→ **Exercise description**
Copy out the data below verbatim.

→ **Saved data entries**
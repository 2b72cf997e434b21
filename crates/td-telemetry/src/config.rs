//! Telemetry configuration from environment variables.

use serde::{Deserialize, Serialize};
use std::env;

/// Configuration for the logging subscriber.
#[derive(Debug, Clone, PartialEq, Eq, Serialize, Deserialize)]
#[serde(default)]
pub struct TelemetryConfig {
    /// Service name for the startup line
    pub service_name: String,

    /// Log level filter (trace, debug, info, warn, error) or a full directive
    pub log_level: String,

    /// Whether to emit JSON formatted logs
    pub json_logs: bool,

    /// Whether to include the event target (module path)
    pub with_target: bool,
}

impl Default for TelemetryConfig {
    fn default() -> Self {
        Self {
            service_name: "thread-db".to_string(),
            log_level: "info".to_string(),
            json_logs: false,
            with_target: true,
        }
    }
}

impl TelemetryConfig {
    /// Create configuration from environment variables.
    ///
    /// - `TD_SERVICE_NAME`: Service name (default: thread-db)
    /// - `TD_LOG_LEVEL`: Log level (default: info)
    /// - `TD_JSON_LOGS`: Enable JSON logs (default: false)
    pub fn from_env() -> Self {
        Self::from_lookup(|key| env::var(key).ok())
    }

    fn from_lookup(lookup: impl Fn(&str) -> Option<String>) -> Self {
        let defaults = Self::default();
        Self {
            service_name: lookup("TD_SERVICE_NAME").unwrap_or(defaults.service_name),
            log_level: lookup("TD_LOG_LEVEL").unwrap_or(defaults.log_level),
            json_logs: lookup("TD_JSON_LOGS")
                .map(|v| v.eq_ignore_ascii_case("true") || v == "1")
                .unwrap_or(defaults.json_logs),
            with_target: defaults.with_target,
        }
    }

    /// Quiet configuration for test harnesses.
    pub fn for_testing() -> Self {
        Self {
            service_name: "thread-db-test".to_string(),
            log_level: "warn".to_string(),
            json_logs: false,
            with_target: false,
        }
    }
}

→ **Exercise output**
repository 2b72cf997e434b21
filename crates/td-telemetry/src/config.rs
//! Telemetry configuration from environment variables.

use serde::{Deserialize, Serialize};
use std::env;

/// Configuration for the logging subscriber.
#[derive(Debug, Clone, PartialEq, Eq, Serialize, Deserialize)]
#[serde(default)]
pub struct TelemetryConfig {
    /// Service name for the startup line
    pub service_name: String,

    /// Log level filter (trace, debug, info, warn, error) or a full directive
    pub log_level: String,

    /// Whether to emit JSON formatted logs
    pub json_logs: bool,

    /// Whether to include the event target (module path)
    pub with_target: bool,
}

impl Default for TelemetryConfig {
    fn default() -> Self {
        Self {
            service_name: "thread-db".to_string(),
            log_level: "info".to_string(),
            json_logs: false,
            with_target: true,
        }
    }
}

impl TelemetryConfig {
    /// Create configuration from environment variables.
    ///
    /// - `TD_SERVICE_NAME`: Service name (default: thread-db)
    /// - `TD_LOG_LEVEL`: Log level (default: info)
    /// - `TD_JSON_LOGS`: Enable JSON logs (default: false)
    pub fn from_env() -> Self {
        Self::from_lookup(|key| env::var(key).ok())
    }

    fn from_lookup(lookup: impl Fn(&str) -> Option<String>) -> Self {
        let defaults = Self::default();
        Self {
            service_name: lookup("TD_SERVICE_NAME").unwrap_or(defaults.service_name),
            log_level: lookup("TD_LOG_LEVEL").unwrap_or(defaults.log_level),
            json_logs: lookup("TD_JSON_LOGS")
                .map(|v| v.eq_ignore_ascii_case("true") || v == "1")
                .unwrap_or(defaults.json_logs),
            with_target: defaults.with_target,
        }
    }

    /// Quiet configuration for test harnesses.
    pub fn for_testing() -> Self {
        Self {
            service_name: "thread-db-test".to_string(),
            log_level: "warn".to_string(),
            json_logs: false,
            with_target: false,
        }
    }
}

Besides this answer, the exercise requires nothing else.